Day 146: Book Excerpt: Physics of The Future



One of the scientists who is unlocking the secrets of life is Robert Lanza, a man in a hurry. He is a new breed of biologist, young, energetic, and full of fresh ideas—so many breakthroughs to be made and so little time. Lanza is riding the crest of the biotech revolution. Like a kid in a candy store, he delights in delving into uncharted territory, making breakthroughs in a wide range of hot-button topics.
A generation or two ago, the pace was much different. You might find biologists leisurely examining obscure worms and bugs, patiently studying their detailed anatomy and agonizing over what Latin names to give them.
Not Lanza.
I met him one day at a radio studio for an interview and was immediately impressed by his youth and boundless creativity. He was, as usual, rushing between experiments. He told me he got his start in this fast-moving field in the most unusual way. He came from a modest working-class family south of Boston, where few went to college. But while in high school, he heard the astonishing news about the unraveling of DNA. He was hooked. He decided on a science project: cloning a chicken in his room. His bewildered parents did not know what he was doing, but they gave him their blessing.

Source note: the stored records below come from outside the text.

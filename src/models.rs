use serde::{Deserialize, Serialize};

/// Use/leave action on a plug, also the last path segment of the toggle call
#[derive(Clone, Copy, Debug, PartialEq, Eq, Hash, Serialize, Deserialize)]
#[serde(rename_all = "lowercase")]
pub enum PlugAction {
    On,
    Off,
}

impl PlugAction {
    pub fn as_str(&self) -> &'static str {
        match self {
            PlugAction::On => "on",
            PlugAction::Off => "off",
        }
    }

    pub fn label(&self) -> &'static str {
        match self {
            PlugAction::On => "Use",
            PlugAction::Off => "Leave",
        }
    }
}

/// Tri-state power status
#[derive(Clone, Copy, Debug, PartialEq, Eq)]
pub enum DeviceStatus {
    On,
    Off,
    Unknown,
}

impl From<Option<bool>> for DeviceStatus {
    fn from(value: Option<bool>) -> Self {
        match value {
            Some(true) => DeviceStatus::On,
            Some(false) => DeviceStatus::Off,
            None => DeviceStatus::Unknown,
        }
    }
}

/// One plug as reported by `GET /plugs/`
#[derive(Clone, Debug, PartialEq, Serialize, Deserialize)]
pub struct DeviceRecord {
    pub name: String,
    #[serde(default, skip_serializing_if = "Option::is_none")]
    pub ip: Option<String>,
    /// `null` when the backend could not reach the plug
    #[serde(default)]
    pub status: Option<bool>,
    #[serde(default, rename = "active_users")]
    pub active_user_count: u32,
    #[serde(default, deserialize_with = "null_as_empty")]
    pub users: Vec<String>,
}

impl DeviceRecord {
    pub fn device_status(&self) -> DeviceStatus {
        DeviceStatus::from(self.status)
    }
}

/// Authoritative result of `POST /plugs/{name}/{on|off}`. Only the user
/// list and count are guaranteed; `status` is absent on some backends.
#[derive(Clone, Debug, PartialEq, Serialize, Deserialize)]
pub struct PlugStatus {
    #[serde(default)]
    pub name: String,
    #[serde(default)]
    pub status: Option<bool>,
    #[serde(default, rename = "active_users")]
    pub active_user_count: u32,
    #[serde(default, deserialize_with = "null_as_empty")]
    pub users: Vec<String>,
}

#[derive(Clone, Debug, PartialEq, Deserialize)]
pub struct LoginResponse {
    #[serde(default)]
    pub access_token: Option<String>,
    #[serde(default)]
    pub token_type: Option<String>,
    #[serde(default)]
    pub expires_in: Option<u64>,
}

/// `{msg}` body returned by admin mutations
#[derive(Clone, Debug, PartialEq, Deserialize)]
pub struct MessageResponse {
    #[serde(default)]
    pub msg: String,
}

#[derive(Clone, Copy, Debug, Default, PartialEq, Eq, Serialize, Deserialize)]
#[serde(rename_all = "lowercase")]
pub enum Role {
    Admin,
    #[default]
    User,
}

impl Role {
    pub fn as_str(&self) -> &'static str {
        match self {
            Role::Admin => "admin",
            Role::User => "user",
        }
    }

    pub fn label(&self) -> &'static str {
        match self {
            Role::Admin => "Administrator",
            Role::User => "User",
        }
    }

    pub fn toggle(&self) -> Role {
        match self {
            Role::Admin => Role::User,
            Role::User => Role::Admin,
        }
    }
}

#[derive(Clone, Debug, PartialEq, Serialize, Deserialize)]
pub struct AdminUser {
    pub id: i64,
    pub username: String,
    #[serde(default)]
    pub role: Role,
}

#[derive(Clone, Debug, PartialEq, Deserialize)]
pub struct UserList {
    #[serde(default)]
    pub users: Vec<AdminUser>,
}

/// Request body of `POST /auth/admin/users`
#[derive(Clone, Debug, PartialEq, Serialize)]
pub struct NewUser {
    pub username: String,
    pub password: String,
    pub role: Role,
}

#[derive(Clone, Debug, PartialEq, Serialize, Deserialize)]
pub struct UserPermissions {
    pub id: i64,
    pub username: String,
    #[serde(default)]
    pub role: Role,
    #[serde(default)]
    pub allowed_plugs: Vec<String>,
}

#[derive(Clone, Debug, PartialEq, Deserialize)]
pub struct PermissionList {
    #[serde(default)]
    pub users: Vec<UserPermissions>,
}

#[derive(Clone, Debug, PartialEq, Serialize, Deserialize)]
pub struct GrantablePlug {
    pub name: String,
    #[serde(default)]
    pub ip: String,
}

#[derive(Clone, Debug, PartialEq, Deserialize)]
pub struct GrantablePlugList {
    #[serde(default)]
    pub plugs: Vec<GrantablePlug>,
}

/// Body of grant/revoke calls
#[derive(Clone, Debug, PartialEq, Serialize)]
pub struct PermissionChange {
    pub user_id: i64,
    pub plug_name: String,
}

/// Outcome of a per-user bulk permission save
#[derive(Clone, Debug, Default, PartialEq)]
pub struct SyncReport {
    pub succeeded: usize,
    pub failures: Vec<String>,
}

fn null_as_empty<'de, D>(deserializer: D) -> Result<Vec<String>, D::Error>
where
    D: serde::Deserializer<'de>,
{
    Ok(Option::<Vec<String>>::deserialize(deserializer)?.unwrap_or_default())
}
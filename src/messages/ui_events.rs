//! UI events - messages from UI layer to App layer

use crossterm::event::{KeyCode, KeyEvent, KeyModifiers};

/// Top-level screens
#[derive(Clone, Copy, PartialEq, Eq, Debug, Default)]
pub enum Screen {
    #[default]
    Login,
    Dashboard,
    Admin,
}

/// What kind of popup is open, for key mapping
#[derive(Clone, Copy, PartialEq, Eq, Debug)]
pub enum PopupKind {
    /// Text fields (create user, reset password)
    Form,
    /// y/n question
    Confirm,
    /// Checkbox list (per-user permissions)
    Checklist,
}

/// Login form focus
#[derive(Clone, Copy, PartialEq, Eq, Debug, Default)]
pub enum LoginField {
    #[default]
    Username,
    Password,
}

/// Events generated from user input in the UI layer
#[derive(Debug, Clone, PartialEq)]
pub enum UiEvent {
    // Login
    LoginChar(char),
    LoginBackspace,
    LoginNextField,
    SubmitLogin,

    // Dashboard
    SelectPrev,
    SelectNext,
    UsePlug,
    LeavePlug,
    Refresh,
    OpenAdmin,
    Logout,

    // Admin console
    AdminSwitchPanel,
    AdminUp,
    AdminDown,
    AdminLeft,
    AdminRight,
    AdminNewUser,
    AdminResetPassword,
    AdminDeleteUser,
    AdminEditPermissions,
    AdminTogglePermission,
    AdminReload,
    BackToDashboard,

    // Popups
    PopupChar(char),
    PopupBackspace,
    PopupNextField,
    PopupSubmit,
    PopupCancel,
    ConfirmYes,
    ConfirmNo,
    ToggleHelp,
    CloseHelp,

    // System
    Quit,
}

/// Convert a key event to a UiEvent based on current UI context
pub fn key_to_ui_event(
    key: KeyEvent,
    screen: Screen,
    popup: Option<PopupKind>,
    show_help: bool,
) -> Option<UiEvent> {
    use crossterm::event::KeyEventKind;

    if key.kind != KeyEventKind::Press {
        return None;
    }

    if key.modifiers.contains(KeyModifiers::CONTROL) && key.code == KeyCode::Char('c') {
        return Some(UiEvent::Quit);
    }

    if show_help {
        return Some(UiEvent::CloseHelp);
    }

    if let Some(kind) = popup {
        return handle_popup_keys(key, kind);
    }

    match screen {
        Screen::Login => handle_login_keys(key),
        Screen::Dashboard => handle_dashboard_keys(key),
        Screen::Admin => handle_admin_keys(key),
    }
}

/// The login form is always in editing mode
fn handle_login_keys(key: KeyEvent) -> Option<UiEvent> {
    match key.code {
        KeyCode::Esc => Some(UiEvent::Quit),
        KeyCode::Tab | KeyCode::BackTab | KeyCode::Up | KeyCode::Down => Some(UiEvent::LoginNextField),
        KeyCode::Enter => Some(UiEvent::SubmitLogin),
        KeyCode::Backspace => Some(UiEvent::LoginBackspace),
        KeyCode::Char(c) => Some(UiEvent::LoginChar(c)),
        _ => None,
    }
}

fn handle_dashboard_keys(key: KeyEvent) -> Option<UiEvent> {
    match key.code {
        KeyCode::Char('q') => Some(UiEvent::Quit),
        KeyCode::Char('?') => Some(UiEvent::ToggleHelp),
        KeyCode::Up | KeyCode::Char('k') => Some(UiEvent::SelectPrev),
        KeyCode::Down | KeyCode::Char('j') => Some(UiEvent::SelectNext),
        KeyCode::Char('u') | KeyCode::Enter => Some(UiEvent::UsePlug),
        KeyCode::Char('l') => Some(UiEvent::LeavePlug),
        KeyCode::Char('r') => Some(UiEvent::Refresh),
        KeyCode::Char('a') => Some(UiEvent::OpenAdmin),
        KeyCode::Char('o') => Some(UiEvent::Logout),
        _ => None,
    }
}

fn handle_admin_keys(key: KeyEvent) -> Option<UiEvent> {
    match key.code {
        KeyCode::Char('q') => Some(UiEvent::Quit),
        KeyCode::Char('?') => Some(UiEvent::ToggleHelp),
        KeyCode::Esc | KeyCode::Char('b') => Some(UiEvent::BackToDashboard),
        KeyCode::Tab | KeyCode::BackTab => Some(UiEvent::AdminSwitchPanel),
        KeyCode::Up | KeyCode::Char('k') => Some(UiEvent::AdminUp),
        KeyCode::Down | KeyCode::Char('j') => Some(UiEvent::AdminDown),
        KeyCode::Left | KeyCode::Char('h') => Some(UiEvent::AdminLeft),
        KeyCode::Right => Some(UiEvent::AdminRight),
        KeyCode::Char('n') => Some(UiEvent::AdminNewUser),
        KeyCode::Char('p') => Some(UiEvent::AdminResetPassword),
        KeyCode::Char('d') => Some(UiEvent::AdminDeleteUser),
        KeyCode::Char('e') => Some(UiEvent::AdminEditPermissions),
        KeyCode::Char(' ') | KeyCode::Enter => Some(UiEvent::AdminTogglePermission),
        KeyCode::Char('r') => Some(UiEvent::AdminReload),
        KeyCode::Char('o') => Some(UiEvent::Logout),
        _ => None,
    }
}

fn handle_popup_keys(key: KeyEvent, kind: PopupKind) -> Option<UiEvent> {
    match kind {
        PopupKind::Form => match key.code {
            KeyCode::Esc => Some(UiEvent::PopupCancel),
            KeyCode::Enter => Some(UiEvent::PopupSubmit),
            KeyCode::Tab | KeyCode::BackTab => Some(UiEvent::PopupNextField),
            KeyCode::Backspace => Some(UiEvent::PopupBackspace),
            KeyCode::Char(c) => Some(UiEvent::PopupChar(c)),
            _ => None,
        },
        PopupKind::Confirm => match key.code {
            KeyCode::Char('y') | KeyCode::Char('Y') => Some(UiEvent::ConfirmYes),
            KeyCode::Char('n') | KeyCode::Char('N') | KeyCode::Esc => Some(UiEvent::ConfirmNo),
            _ => None,
        },
        PopupKind::Checklist => match key.code {
            KeyCode::Esc => Some(UiEvent::PopupCancel),
            KeyCode::Enter => Some(UiEvent::PopupSubmit),
            KeyCode::Up | KeyCode::Char('k') => Some(UiEvent::AdminUp),
            KeyCode::Down | KeyCode::Char('j') => Some(UiEvent::AdminDown),
            KeyCode::Char(' ') => Some(UiEvent::PopupChar(' ')),
            _ => None,
        },
    }
}

#[cfg(test)]
mod tests {
    use super::*;

    fn press(code: KeyCode) -> KeyEvent {
        KeyEvent::new(code, KeyModifiers::NONE)
    }

    #[test]
    fn test_login_keys_type_into_form() {
        assert_eq!(
            key_to_ui_event(press(KeyCode::Char('q')), Screen::Login, None, false),
            Some(UiEvent::LoginChar('q'))
        );
        assert_eq!(
            key_to_ui_event(press(KeyCode::Enter), Screen::Login, None, false),
            Some(UiEvent::SubmitLogin)
        );
    }

    #[test]
    fn test_dashboard_keys() {
        assert_eq!(
            key_to_ui_event(press(KeyCode::Char('u')), Screen::Dashboard, None, false),
            Some(UiEvent::UsePlug)
        );
        assert_eq!(
            key_to_ui_event(press(KeyCode::Char('l')), Screen::Dashboard, None, false),
            Some(UiEvent::LeavePlug)
        );
    }

    #[test]
    fn test_popup_captures_keys() {
        assert_eq!(
            key_to_ui_event(press(KeyCode::Char('q')), Screen::Admin, Some(PopupKind::Form), false),
            Some(UiEvent::PopupChar('q'))
        );
        assert_eq!(
            key_to_ui_event(press(KeyCode::Char('y')), Screen::Admin, Some(PopupKind::Confirm), false),
            Some(UiEvent::ConfirmYes)
        );
    }

    #[test]
    fn test_ctrl_c_always_quits() {
        let key = KeyEvent::new(KeyCode::Char('c'), KeyModifiers::CONTROL);
        assert_eq!(
            key_to_ui_event(key, Screen::Login, Some(PopupKind::Form), true),
            Some(UiEvent::Quit)
        );
    }
}
#[tokio::main]
async fn main() -> anyhow::Result<()> {
    // Initialize logging to file
    let file_appender = tracing_appender::rolling::never(".", LOG_FILE);
    let (non_blocking, _guard) = tracing_appender::non_blocking(file_appender);
    tracing_subscriber::fmt()
        .with_writer(non_blocking)
        .with_ansi(false)
        .init();

    let config = Config::load()?;
    let client = ApiClient::new(&config)?;
    let store = FileTokenStore::new(data_dir());
    tracing::info!(base_url = %config.base_url, "Starting {}", APP_NAME);

    // Terminal setup
    enable_raw_mode()?;
    let mut stdout = io::stdout();
    execute!(stdout, EnterAlternateScreen)?;
    let _terminal_guard = TerminalGuard;

    let backend = CrosstermBackend::new(stdout);
    let mut terminal = Terminal::new(backend)?;

    // Create channels
    let (ui_tx, ui_rx) = mpsc::unbounded_channel::<UiEvent>();
    let (net_cmd_tx, net_cmd_rx) = mpsc::unbounded_channel::<NetworkCommand>();
    let (net_resp_tx, net_resp_rx) = mpsc::unbounded_channel::<NetworkResponse>();
    let (render_tx, mut render_rx) = mpsc::unbounded_channel::<RenderState>();

    // Spawn network actor
    let network_actor = NetworkActor::new(client, net_resp_tx);
    tokio::spawn(network_actor.run(net_cmd_rx));

    // Spawn app actor
    let state = AppState::new(config, Box::new(store));
    let app_actor = AppActor::new(state, net_cmd_tx, render_tx);
    tokio::spawn(app_actor.run(ui_rx, net_resp_rx));

    // Run UI loop (synchronous with async polling)
    run_ui_loop(&mut terminal, ui_tx, &mut render_rx).await?;

    tracing::info!("Exiting");
    Ok(())
}

/// Run the synchronous UI rendering loop
async fn run_ui_loop(
    terminal: &mut Terminal<impl Backend>,
    ui_tx: mpsc::UnboundedSender<UiEvent>,
    render_rx: &mut mpsc::UnboundedReceiver<RenderState>,
) -> anyhow::Result<()> {
    let mut current_state = RenderState::default();

    loop {
        // Draw with current state
        terminal.draw(|f| draw_ui(f, &current_state))?;

        // Poll for events with timeout
        if event::poll(Duration::from_millis(50))? {
            if let Event::Key(key) = event::read()? {
                if let Some(event) = key_to_ui_event(
                    key,
                    current_state.screen,
                    current_state.popup_kind(),
                    current_state.show_help,
                ) {
                    if matches!(event, UiEvent::Quit) {
                        let _ = ui_tx.send(event);
                        break;
                    }
                    let _ = ui_tx.send(event);
                }
            }
        }

        // Check for state updates (non-blocking)
        while let Ok(state) = render_rx.try_recv() {
            current_state = state;
        }
    }

    Ok(())
}

// ============================================================================
// UI Drawing Functions
// ============================================================================

fn draw_ui(f: &mut Frame, state: &RenderState) {
    let area = f.area();

    let main_chunks = Layout::default()
        .direction(Direction::Vertical)
        .constraints([
            Constraint::Length(1), // Title bar
            Constraint::Min(0),    // Content
            Constraint::Length(1), // Alert
            Constraint::Length(1), // Status bar
        ])
        .split(area);

    draw_title_bar(f, state, main_chunks[0]);

    match state.screen {
        Screen::Login => draw_login(f, state, main_chunks[1]),
        Screen::Dashboard => draw_dashboard(f, state, main_chunks[1]),
        Screen::Admin => draw_admin(f, state, main_chunks[1]),
    }

    draw_alert(f, state, main_chunks[2]);
    draw_status_bar(f, state, main_chunks[3]);

    // Popups
    if state.screen == Screen::Admin {
        if let Some(popup) = &state.admin.popup {
            draw_admin_popup(f, popup, area);
        }
    }

    if state.show_help {
        draw_help_popup(f, area);
    }
}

Determined to get his project off the ground, he went to Harvard to get advice. Not knowing anyone, he asked a man he thought was a janitor for some directions. Intrigued, the janitor took him to his office. Lanza found out later that the janitor was actually one of the senior researchers at the lab. Impressed by the sheer audacity of this brash young high school student, he introduced Lanza to other scientists there, including many Nobel-caliber researchers, who would change his life. Lanza compares himself to Matt Damon’s character in the movie Good Will Hunting, where a scruffy, street-smart working-class kid astonishes the professors at MIT, dazzling them with his mathematical genius.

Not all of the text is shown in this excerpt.